余談ながら、同書の主要部分を占める17世紀と18世紀についての歴史的跡付けについては、研究リソースとして専門的なデータベースの使用が言及されている。17世紀はEEBO(Early English Books Online)、18世紀はECCO(Eighteenth Century Collections Online)というのがあって、英語文献を中心に全文検索できるらしい。長い年月をかけて古書を猟渉するのに代わり、入手も困難な書籍が簡単に閲覧できるという意味で、これはなかなか画期的だ。研究の中味も当然変わっていくのだろう。マイナーな書籍や著者をも議論に引き入れることが可能になる反面、それだけに、こうしたデータベースを丹念に、網羅的に読み渉っていくこともまた、新たな、相当に骨の折れる作業になるのだろうな、と……。

『生成消滅論』注解小史の流れ

ずいぶん前に囓りかけて中断していた、ビュリダンによる『生成消滅論』への注解書をまた改めて読んでいこうと思っているのだけれど、少し前にそのための参考書になるものを探してみたところ、ヨハネス・ティッセン「アリストテレス『生成消滅論』注解の伝統序文」(Johannes M.M.H, thijssen, The Comentary Tradition on Aristotle’s De generatione et corruptione. An Introductory Survey, The Commentary Tradition on Aristotle’s De generatione et corruptione, Brepols, 1999)というのを見かけた。で、ようやくこれにざっと目を通すことができた(残念ながら、このPDF、現在はダウンロード不可のようだ)。『生成消滅論』の注解については、アリストテレスのほかの著作に比べると研究が少ないようで、この序文ではまずアリストテレスのもとのテキストの要約・紹介し、続いてあまり現存するものがないというギリシアの注解の伝統について触れ、中世のラテン語訳(いわば旧訳。クレモナのゲラルドゥス、ピサのブルグンドゥス、メルベケのウィリアムの三つの訳があるという)、1400年から1600年ごろイタリアとフランスで行われた新訳の話が続き、それからラテン世界での註釈の伝統が取り上げられる。アリストテレス自然学の大学でのカリキュラムへの流入はもちろん転換点をなしているものの、『生成消滅論』がそのカリキュラムでどういう位置づけになっていたかはあまり注目されてこなかった、と著者は指摘している。一方でアルベルトゥス・マグヌス以降にその注解の流れもでき、とりわけ「ビュリダン派」(ビュリダン、ザクセンのアルベルト、ニコラ・オレーム、インゲンのマルシリウスなどを指す仮称とされている)による議論が大きな流れをなす、と。

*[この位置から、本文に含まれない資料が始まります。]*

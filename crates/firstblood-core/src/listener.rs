//! Completion listener.
//!
//! The host confirms a solve and publishes a [`CompletionNotification`].
//! [`CompletionListener::on_completion`] filters it by challenge type and
//! rejects blank identifiers, then runs arbitration on a spawned task and
//! returns at once, so a slow or failing store never delays the host's
//! acknowledgment of the solve. Outcomes go to an [`OutcomeSink`] chosen once
//! at startup, on the same task, so awaiting the returned handle also awaits
//! the sink.

use std::collections::BTreeSet;
use std::future::Future;
use std::sync::Arc;

use firstblood_types::{ArbitrationOutcome, CompletionNotification};
use tokio::task::JoinHandle;
use tracing::{debug, warn};

use crate::arbitrator::{self, ArbitrationError, Arbitrator};
use crate::store::AwardStore;

/// Receiver of arbitration results.
///
/// Awaited on the arbitration task after every attempt, winning or not.
/// Implementations must not block the thread; publish or log and return.
pub trait OutcomeSink: Send + Sync + 'static {
    /// Handle the result of arbitrating `notification`.
    fn on_outcome(
        &self,
        notification: &CompletionNotification,
        result: &Result<ArbitrationOutcome, ArbitrationError>,
    ) -> impl Future<Output = ()> + Send;
}

/// Routes completion notifications into the arbitrator.
pub struct CompletionListener<S, O> {
    arbitrator: Arc<Arbitrator<S>>,
    challenge_types: BTreeSet<String>,
    sink: Arc<O>,
}

impl<S, O> CompletionListener<S, O>
where
    S: AwardStore + 'static,
    O: OutcomeSink,
{
    /// Create a listener that arbitrates completions of the given challenge
    /// types and reports to `sink`.
    pub fn new<I>(arbitrator: Arc<Arbitrator<S>>, challenge_types: I, sink: Arc<O>) -> Self
    where
        I: IntoIterator,
        I::Item: Into<String>,
    {
        Self {
            arbitrator,
            challenge_types: challenge_types.into_iter().map(Into::into).collect(),
            sink,
        }
    }

    /// The shared arbitrator.
    pub const fn arbitrator(&self) -> &Arc<Arbitrator<S>> {
        &self.arbitrator
    }

    /// Whether completions of this notification's challenge type are tracked.
    pub fn is_tracked(&self, notification: &CompletionNotification) -> bool {
        self.challenge_types.contains(&notification.challenge_type)
    }

    /// Handle one confirmed completion.
    ///
    /// Returns `None` if the challenge type is not tracked or an identifier
    /// is blank; nothing is spawned and the sink is not called. Otherwise
    /// spawns the arbitration on the current tokio runtime and returns its
    /// handle without waiting for it. Store failures are logged and handed
    /// to the sink, never retried here.
    pub fn on_completion(&self, notification: CompletionNotification) -> Option<JoinHandle<()>> {
        if !self.is_tracked(&notification) {
            debug!(
                challenge = %notification.challenge,
                challenge_type = notification.challenge_type,
                "Ignoring completion of untracked challenge type"
            );
            return None;
        }

        if let Err(e) = arbitrator::validate(&notification.challenge, &notification.claimant_id) {
            warn!(
                challenge = %notification.challenge,
                claimant = %notification.claimant_id,
                error = %e,
                "Ignoring completion with blank identifiers"
            );
            return None;
        }

        let arbitrator = Arc::clone(&self.arbitrator);
        let sink = Arc::clone(&self.sink);

        Some(tokio::spawn(async move {
            let result = arbitrator
                .arbitrate(&notification.challenge, &notification.claimant_id)
                .await;

            if let Err(e) = &result {
                warn!(
                    challenge = %notification.challenge,
                    claimant = %notification.claimant_id,
                    solved_at = %notification.solved_at,
                    error = %e,
                    "Completion acknowledged without first blood arbitration"
                );
            }

            sink.on_outcome(&notification, &result).await;
        }))
    }
}

#[cfg(test)]
#[allow(clippy::unwrap_used, clippy::expect_used)]
mod tests {
    use std::future;
    use std::sync::Mutex;

    use chrono::Utc;
    use firstblood_types::{AwardKey, AwardRecord, ChallengeRef, ClaimantId, NewAward};
    use tokio::sync::Notify;

    use super::*;
    use crate::config::AwardConfig;
    use crate::memory::InMemoryAwardStore;
    use crate::store::{InsertOutcome, StoreError};

    #[derive(Default)]
    struct Recorder {
        seen: Mutex<Vec<(ClaimantId, Result<ArbitrationOutcome, ArbitrationError>)>>,
    }

    impl OutcomeSink for Recorder {
        fn on_outcome(
            &self,
            notification: &CompletionNotification,
            result: &Result<ArbitrationOutcome, ArbitrationError>,
        ) -> impl Future<Output = ()> + Send {
            self.seen
                .lock()
                .unwrap()
                .push((notification.claimant_id.clone(), result.clone()));
            future::ready(())
        }
    }

    /// Holds every insert until the gate is opened.
    struct GatedStore {
        inner: InMemoryAwardStore,
        gate: Arc<Notify>,
    }

    impl AwardStore for GatedStore {
        async fn insert_if_absent(&self, award: &NewAward) -> Result<InsertOutcome, StoreError> {
            self.gate.notified().await;
            self.inner.insert_if_absent(award).await
        }

        async fn find_award(&self, key: &AwardKey) -> Result<Option<AwardRecord>, StoreError> {
            self.inner.find_award(key).await
        }
    }

    fn notification(claimant: &str, challenge_type: &str) -> CompletionNotification {
        CompletionNotification {
            challenge: ChallengeRef::new("pwn", "baby-rop"),
            claimant_id: ClaimantId::new(claimant),
            challenge_type: challenge_type.to_owned(),
            solved_at: Utc::now(),
        }
    }

    fn listener<S: AwardStore + 'static>(
        store: S,
    ) -> (CompletionListener<S, Recorder>, Arc<Recorder>) {
        let recorder = Arc::new(Recorder::default());
        let arbitrator = Arc::new(Arbitrator::new(store, AwardConfig::default()));
        let listener =
            CompletionListener::new(arbitrator, ["standard", "dynamic"], Arc::clone(&recorder));
        (listener, recorder)
    }

    #[tokio::test]
    async fn untracked_types_are_ignored() {
        let (listener, recorder) = listener(InMemoryAwardStore::new());

        let handle = listener.on_completion(notification("A", "manual"));
        assert!(handle.is_none());
        assert_eq!(listener.arbitrator().store().insert_attempts(), 0);
        assert!(recorder.seen.lock().unwrap().is_empty());
    }

    #[tokio::test]
    async fn tracked_completions_are_arbitrated() {
        let (listener, recorder) = listener(InMemoryAwardStore::new());

        listener
            .on_completion(notification("A", "standard"))
            .expect("standard is tracked")
            .await
            .unwrap();
        listener
            .on_completion(notification("B", "dynamic"))
            .expect("dynamic is tracked")
            .await
            .unwrap();

        let seen = recorder.seen.lock().unwrap();
        assert_eq!(seen.len(), 2);
        assert!(matches!(seen[0], (_, Ok(ArbitrationOutcome::Awarded(_)))));
        assert_eq!(seen[1], (ClaimantId::new("B"), Ok(ArbitrationOutcome::AlreadyAwarded)));
    }

    #[tokio::test]
    async fn blank_identifiers_are_rejected_before_spawning() {
        let (listener, recorder) = listener(InMemoryAwardStore::new());

        let mut blank_name = notification("A", "standard");
        blank_name.challenge = ChallengeRef::new("pwn", "  ");

        assert!(listener.on_completion(notification(" ", "standard")).is_none());
        assert!(listener.on_completion(blank_name).is_none());
        assert_eq!(listener.arbitrator().store().insert_attempts(), 0);
        assert!(recorder.seen.lock().unwrap().is_empty());
    }

    #[tokio::test]
    async fn slow_store_does_not_hold_up_on_completion() {
        let gate = Arc::new(Notify::new());
        let store = GatedStore {
            inner: InMemoryAwardStore::new(),
            gate: Arc::clone(&gate),
        };
        let (listener, recorder) = listener(store);

        let handle = listener
            .on_completion(notification("A", "standard"))
            .expect("standard is tracked");

        tokio::task::yield_now().await;
        assert!(!handle.is_finished());
        assert!(recorder.seen.lock().unwrap().is_empty());

        gate.notify_one();
        handle.await.unwrap();

        let seen = recorder.seen.lock().unwrap();
        assert!(matches!(
            seen.first(),
            Some((_, Ok(ArbitrationOutcome::Awarded(_))))
        ));
        assert_eq!(listener.arbitrator().store().inner.awards().len(), 1);
    }

    #[tokio::test]
    async fn store_failure_reaches_the_sink_without_panicking() {
        let store = InMemoryAwardStore::new();
        store.set_available(false);
        let (listener, recorder) = listener(store);

        listener
            .on_completion(notification("A", "standard"))
            .expect("standard is tracked")
            .await
            .expect("failure must not panic the task");

        let seen = recorder.seen.lock().unwrap();
        assert!(matches!(
            seen.first(),
            Some((_, Err(ArbitrationError::StoreUnavailable(_))))
        ));
    }

    #[tokio::test(flavor = "multi_thread", worker_threads = 4)]
    async fn burst_of_completions_awards_once() {
        let (listener, recorder) = listener(InMemoryAwardStore::new());

        let handles: Vec<_> = (0..50)
            .filter_map(|i| listener.on_completion(notification(&format!("team-{i}"), "standard")))
            .collect();
        for handle in handles {
            handle.await.unwrap();
        }

        let seen = recorder.seen.lock().unwrap();
        let awarded = seen.iter().filter(|(_, r)| matches!(r, Ok(o) if o.is_awarded())).count();
        assert_eq!(seen.len(), 50);
        assert_eq!(awarded, 1);
        assert_eq!(listener.arbitrator().store().awards().len(), 1);
    }
}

同文章は論集の序文にあたり、そこでは上のそれぞれの話について、同論集に収録された各論考が引き合いに出されている。それぞれなかなか面白そうなので(たとえばビュリダンについては、「破損した身体の部分が再生した場合、それは数的に一と見なせるか」という問題についてのビュリダンのテキストをめぐる論考などがあるようだ)、そのうちぜひとも論集全体を見てみたい。

14、15世紀の「オッカム派」

前回取り上げた論集からもう一本、ウィリアム・カートニー「オッカム派はあったか?」(William J. Courtenay, Was there an Ockhamist School ? in Philosophy and Learning: Universities in the Middle Ages, ed. Maarten J.F.M. Hoenen et al., Brill, 1995)についてのメモ。1474年の勅令では、批判対象として名指しされているのは、実は「唯名論者」という表記ではなく、「革新派の博士たち」と記されているのだという。もちろんそこで筆頭に挙げられているのは、オッカム以下の非ドミニコ会系の主要な論者たちなのだけれども、実はこれには大元のリストがあるのだという。それはジャン・ド・メソヌーヴが15世紀初頭に著した普遍論で、オッカム、ビュリダン、インゲンのマルシリウスが批判されているのだとか。これが1427年のルーヴェン規約(実在論側の影響を受けている)や、1474年のルイ11世の勅令とそれに対する唯名論側の訴えなどを経て、微細な違いなどはそぎ落とされ、オッカム派イコール唯名論者という図式が成立していったらしい。ロスケリヌスやアベラールが前史として補われるなど、その系譜図が確立されるのはヨハネス・トゥールマイヤ(アヴェンティヌス)以降の16世紀。こうしてオッカムと唯名論者は一種の「復興創設者」となり、それに思想的に連なる人々は「一派」をなしていると考えられるようになったのだという。そんなわけで、現代の歴史家からすると、この15世紀から16世紀にかけて発展した歴史観は正確なものとはいえない、というわけだ。ただし一方で、14、15世紀当時、なにがしかのそうした一派(オッカム派)があると考えられてたのも確かのようだ。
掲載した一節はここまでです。